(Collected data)
┌──

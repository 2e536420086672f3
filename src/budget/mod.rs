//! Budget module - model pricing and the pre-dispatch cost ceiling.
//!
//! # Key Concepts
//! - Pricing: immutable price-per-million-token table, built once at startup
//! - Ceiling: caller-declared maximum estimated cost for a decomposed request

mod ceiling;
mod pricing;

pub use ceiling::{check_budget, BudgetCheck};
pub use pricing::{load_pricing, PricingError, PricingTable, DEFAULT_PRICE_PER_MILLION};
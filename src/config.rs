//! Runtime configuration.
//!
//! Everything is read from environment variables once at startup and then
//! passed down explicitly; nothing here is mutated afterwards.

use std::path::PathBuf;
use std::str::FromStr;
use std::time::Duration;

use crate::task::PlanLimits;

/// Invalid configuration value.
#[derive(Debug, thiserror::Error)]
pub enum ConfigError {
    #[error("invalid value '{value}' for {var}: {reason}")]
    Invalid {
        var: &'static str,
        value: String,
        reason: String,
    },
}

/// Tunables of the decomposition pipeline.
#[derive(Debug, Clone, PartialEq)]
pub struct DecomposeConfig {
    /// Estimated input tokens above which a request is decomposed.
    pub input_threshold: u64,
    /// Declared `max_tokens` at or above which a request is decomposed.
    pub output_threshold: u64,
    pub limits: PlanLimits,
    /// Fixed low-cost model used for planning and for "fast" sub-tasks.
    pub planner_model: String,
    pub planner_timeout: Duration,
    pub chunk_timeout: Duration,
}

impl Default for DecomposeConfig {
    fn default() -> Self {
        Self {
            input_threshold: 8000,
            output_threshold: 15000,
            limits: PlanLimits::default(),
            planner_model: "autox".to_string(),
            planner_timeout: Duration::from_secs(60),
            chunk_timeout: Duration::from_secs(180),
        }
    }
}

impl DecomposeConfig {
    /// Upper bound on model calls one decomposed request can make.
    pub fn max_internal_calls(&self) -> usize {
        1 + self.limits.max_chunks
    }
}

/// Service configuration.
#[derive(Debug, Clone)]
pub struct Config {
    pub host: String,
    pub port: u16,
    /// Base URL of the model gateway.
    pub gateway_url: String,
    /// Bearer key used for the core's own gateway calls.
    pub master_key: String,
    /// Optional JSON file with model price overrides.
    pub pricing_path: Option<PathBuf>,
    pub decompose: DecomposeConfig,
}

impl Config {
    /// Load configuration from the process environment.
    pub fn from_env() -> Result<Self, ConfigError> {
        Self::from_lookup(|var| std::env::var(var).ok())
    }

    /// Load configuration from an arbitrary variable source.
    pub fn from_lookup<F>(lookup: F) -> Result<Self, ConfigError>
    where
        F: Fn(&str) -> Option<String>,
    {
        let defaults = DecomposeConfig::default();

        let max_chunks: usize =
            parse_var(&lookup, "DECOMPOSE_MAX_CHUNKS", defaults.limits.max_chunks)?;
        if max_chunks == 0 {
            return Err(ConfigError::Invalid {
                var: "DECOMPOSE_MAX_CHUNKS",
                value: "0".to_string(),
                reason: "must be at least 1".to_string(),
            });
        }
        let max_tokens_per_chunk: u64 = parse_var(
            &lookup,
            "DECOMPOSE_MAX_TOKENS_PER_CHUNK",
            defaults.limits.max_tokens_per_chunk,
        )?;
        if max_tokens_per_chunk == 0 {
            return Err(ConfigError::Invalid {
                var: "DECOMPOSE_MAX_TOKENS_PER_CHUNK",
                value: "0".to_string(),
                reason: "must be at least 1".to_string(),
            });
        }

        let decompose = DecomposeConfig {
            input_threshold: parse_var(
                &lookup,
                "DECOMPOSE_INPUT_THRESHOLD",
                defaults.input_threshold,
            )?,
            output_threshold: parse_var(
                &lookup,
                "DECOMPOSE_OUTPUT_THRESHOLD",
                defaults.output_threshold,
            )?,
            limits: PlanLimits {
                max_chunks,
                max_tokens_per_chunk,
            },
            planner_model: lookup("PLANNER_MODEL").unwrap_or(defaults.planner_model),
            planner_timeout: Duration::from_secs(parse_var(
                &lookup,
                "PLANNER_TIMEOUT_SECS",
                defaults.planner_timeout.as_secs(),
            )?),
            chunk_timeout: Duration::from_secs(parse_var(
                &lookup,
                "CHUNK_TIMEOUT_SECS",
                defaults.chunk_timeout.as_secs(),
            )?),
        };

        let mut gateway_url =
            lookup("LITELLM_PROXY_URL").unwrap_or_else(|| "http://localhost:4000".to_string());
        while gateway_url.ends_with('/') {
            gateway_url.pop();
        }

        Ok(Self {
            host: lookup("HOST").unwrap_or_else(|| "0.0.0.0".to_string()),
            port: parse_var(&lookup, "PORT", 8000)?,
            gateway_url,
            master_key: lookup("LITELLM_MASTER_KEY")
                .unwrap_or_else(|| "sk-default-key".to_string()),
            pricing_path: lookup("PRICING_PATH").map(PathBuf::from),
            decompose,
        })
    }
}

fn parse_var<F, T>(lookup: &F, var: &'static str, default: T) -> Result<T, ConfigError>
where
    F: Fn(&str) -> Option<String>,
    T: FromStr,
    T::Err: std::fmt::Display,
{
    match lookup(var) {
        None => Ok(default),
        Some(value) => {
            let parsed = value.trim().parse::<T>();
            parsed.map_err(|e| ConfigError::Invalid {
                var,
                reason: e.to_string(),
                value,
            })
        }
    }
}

└──

__ABOUT THIS TASK__
In the entries above, find each line that has the word "startup". Copy it.

__EXERCISE SOLUTION__
//! - Pricing: immutable price-per-million-token table, built once at startup
//! Everything is read from environment variables once at startup and then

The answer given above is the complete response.